Your job is to report every line of the entries that has "signatures".

BEGIN Exercise data

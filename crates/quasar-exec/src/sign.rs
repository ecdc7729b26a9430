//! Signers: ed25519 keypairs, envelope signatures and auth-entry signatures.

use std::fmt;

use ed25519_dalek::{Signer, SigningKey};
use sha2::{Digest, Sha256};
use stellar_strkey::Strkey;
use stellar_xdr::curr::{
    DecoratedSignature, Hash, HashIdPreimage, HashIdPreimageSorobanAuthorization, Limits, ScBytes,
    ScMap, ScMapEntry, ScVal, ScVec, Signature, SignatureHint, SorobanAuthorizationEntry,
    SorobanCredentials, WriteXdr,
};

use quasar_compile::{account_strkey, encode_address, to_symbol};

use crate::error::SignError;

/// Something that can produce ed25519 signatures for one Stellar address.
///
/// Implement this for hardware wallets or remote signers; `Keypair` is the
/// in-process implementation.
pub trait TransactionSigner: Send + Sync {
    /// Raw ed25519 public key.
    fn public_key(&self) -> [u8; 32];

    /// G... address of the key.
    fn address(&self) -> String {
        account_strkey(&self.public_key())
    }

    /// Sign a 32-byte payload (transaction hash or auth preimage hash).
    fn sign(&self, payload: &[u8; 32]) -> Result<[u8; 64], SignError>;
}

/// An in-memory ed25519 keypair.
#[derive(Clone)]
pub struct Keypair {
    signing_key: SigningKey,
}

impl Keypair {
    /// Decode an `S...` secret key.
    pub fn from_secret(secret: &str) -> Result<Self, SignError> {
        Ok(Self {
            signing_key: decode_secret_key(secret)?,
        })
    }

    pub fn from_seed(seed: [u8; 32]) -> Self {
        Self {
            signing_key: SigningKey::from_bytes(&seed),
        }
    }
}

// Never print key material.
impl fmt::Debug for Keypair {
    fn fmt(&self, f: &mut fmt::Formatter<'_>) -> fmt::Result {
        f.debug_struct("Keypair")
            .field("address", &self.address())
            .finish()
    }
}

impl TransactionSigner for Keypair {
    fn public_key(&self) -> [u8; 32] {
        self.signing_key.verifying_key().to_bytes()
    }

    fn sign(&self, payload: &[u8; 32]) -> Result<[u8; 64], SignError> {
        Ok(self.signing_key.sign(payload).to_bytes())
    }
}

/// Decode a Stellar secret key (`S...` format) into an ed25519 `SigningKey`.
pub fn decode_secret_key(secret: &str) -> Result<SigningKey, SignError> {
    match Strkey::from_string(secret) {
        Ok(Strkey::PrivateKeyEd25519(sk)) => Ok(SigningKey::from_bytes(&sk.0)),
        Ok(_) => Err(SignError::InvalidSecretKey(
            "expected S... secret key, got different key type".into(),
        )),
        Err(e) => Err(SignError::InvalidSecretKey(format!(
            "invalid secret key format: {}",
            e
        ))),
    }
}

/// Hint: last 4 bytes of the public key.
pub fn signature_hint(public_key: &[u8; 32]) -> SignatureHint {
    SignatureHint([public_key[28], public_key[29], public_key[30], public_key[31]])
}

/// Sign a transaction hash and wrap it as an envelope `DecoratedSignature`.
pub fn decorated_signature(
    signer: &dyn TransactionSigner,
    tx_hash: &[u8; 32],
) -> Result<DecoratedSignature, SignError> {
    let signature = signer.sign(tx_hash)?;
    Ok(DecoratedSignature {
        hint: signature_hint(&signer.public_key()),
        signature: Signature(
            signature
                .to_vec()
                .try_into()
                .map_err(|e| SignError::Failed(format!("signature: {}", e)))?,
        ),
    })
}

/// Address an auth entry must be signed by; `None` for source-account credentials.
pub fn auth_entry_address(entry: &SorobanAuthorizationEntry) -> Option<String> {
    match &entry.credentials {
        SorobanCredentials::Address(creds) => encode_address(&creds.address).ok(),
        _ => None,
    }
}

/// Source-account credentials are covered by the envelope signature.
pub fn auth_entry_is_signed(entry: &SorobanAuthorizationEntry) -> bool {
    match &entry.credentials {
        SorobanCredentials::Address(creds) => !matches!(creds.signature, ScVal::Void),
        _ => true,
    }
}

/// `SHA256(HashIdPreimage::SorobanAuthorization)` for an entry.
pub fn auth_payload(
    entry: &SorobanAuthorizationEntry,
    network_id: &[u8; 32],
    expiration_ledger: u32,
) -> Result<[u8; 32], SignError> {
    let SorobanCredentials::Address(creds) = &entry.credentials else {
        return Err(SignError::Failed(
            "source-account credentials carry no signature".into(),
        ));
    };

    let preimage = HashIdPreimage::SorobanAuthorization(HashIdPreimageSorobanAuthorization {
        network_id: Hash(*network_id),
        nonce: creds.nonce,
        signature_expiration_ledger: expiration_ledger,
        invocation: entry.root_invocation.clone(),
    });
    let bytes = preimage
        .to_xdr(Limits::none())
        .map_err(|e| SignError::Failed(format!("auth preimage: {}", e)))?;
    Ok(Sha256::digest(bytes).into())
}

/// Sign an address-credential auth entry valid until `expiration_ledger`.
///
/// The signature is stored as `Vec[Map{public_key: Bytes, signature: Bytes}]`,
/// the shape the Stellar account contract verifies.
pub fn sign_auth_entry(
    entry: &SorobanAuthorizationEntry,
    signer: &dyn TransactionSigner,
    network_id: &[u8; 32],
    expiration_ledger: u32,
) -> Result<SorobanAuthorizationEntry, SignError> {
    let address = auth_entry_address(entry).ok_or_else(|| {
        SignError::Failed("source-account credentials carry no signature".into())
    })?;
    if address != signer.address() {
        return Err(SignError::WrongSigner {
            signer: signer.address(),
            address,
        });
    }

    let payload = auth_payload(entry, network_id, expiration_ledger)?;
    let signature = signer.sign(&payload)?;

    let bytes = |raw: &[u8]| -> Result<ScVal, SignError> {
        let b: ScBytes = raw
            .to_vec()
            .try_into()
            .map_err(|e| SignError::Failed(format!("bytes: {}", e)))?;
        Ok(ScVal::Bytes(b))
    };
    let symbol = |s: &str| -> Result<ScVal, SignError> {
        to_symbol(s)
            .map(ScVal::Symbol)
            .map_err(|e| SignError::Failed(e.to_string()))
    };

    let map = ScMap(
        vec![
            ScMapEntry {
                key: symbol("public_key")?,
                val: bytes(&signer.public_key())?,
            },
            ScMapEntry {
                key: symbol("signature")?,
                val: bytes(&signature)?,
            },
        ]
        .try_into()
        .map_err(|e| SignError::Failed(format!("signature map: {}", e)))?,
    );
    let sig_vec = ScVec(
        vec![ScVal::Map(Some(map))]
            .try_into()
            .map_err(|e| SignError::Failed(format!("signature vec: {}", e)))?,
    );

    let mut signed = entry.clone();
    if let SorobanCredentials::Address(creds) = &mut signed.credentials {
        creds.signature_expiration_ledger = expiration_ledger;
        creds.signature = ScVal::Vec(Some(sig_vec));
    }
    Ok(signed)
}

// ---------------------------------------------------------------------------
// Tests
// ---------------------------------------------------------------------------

END Exercise data

**Solution:**
//! Signers: ed25519 keypairs, envelope signatures and auth-entry signatures.
/// Something that can produce ed25519 signatures for one Stellar address.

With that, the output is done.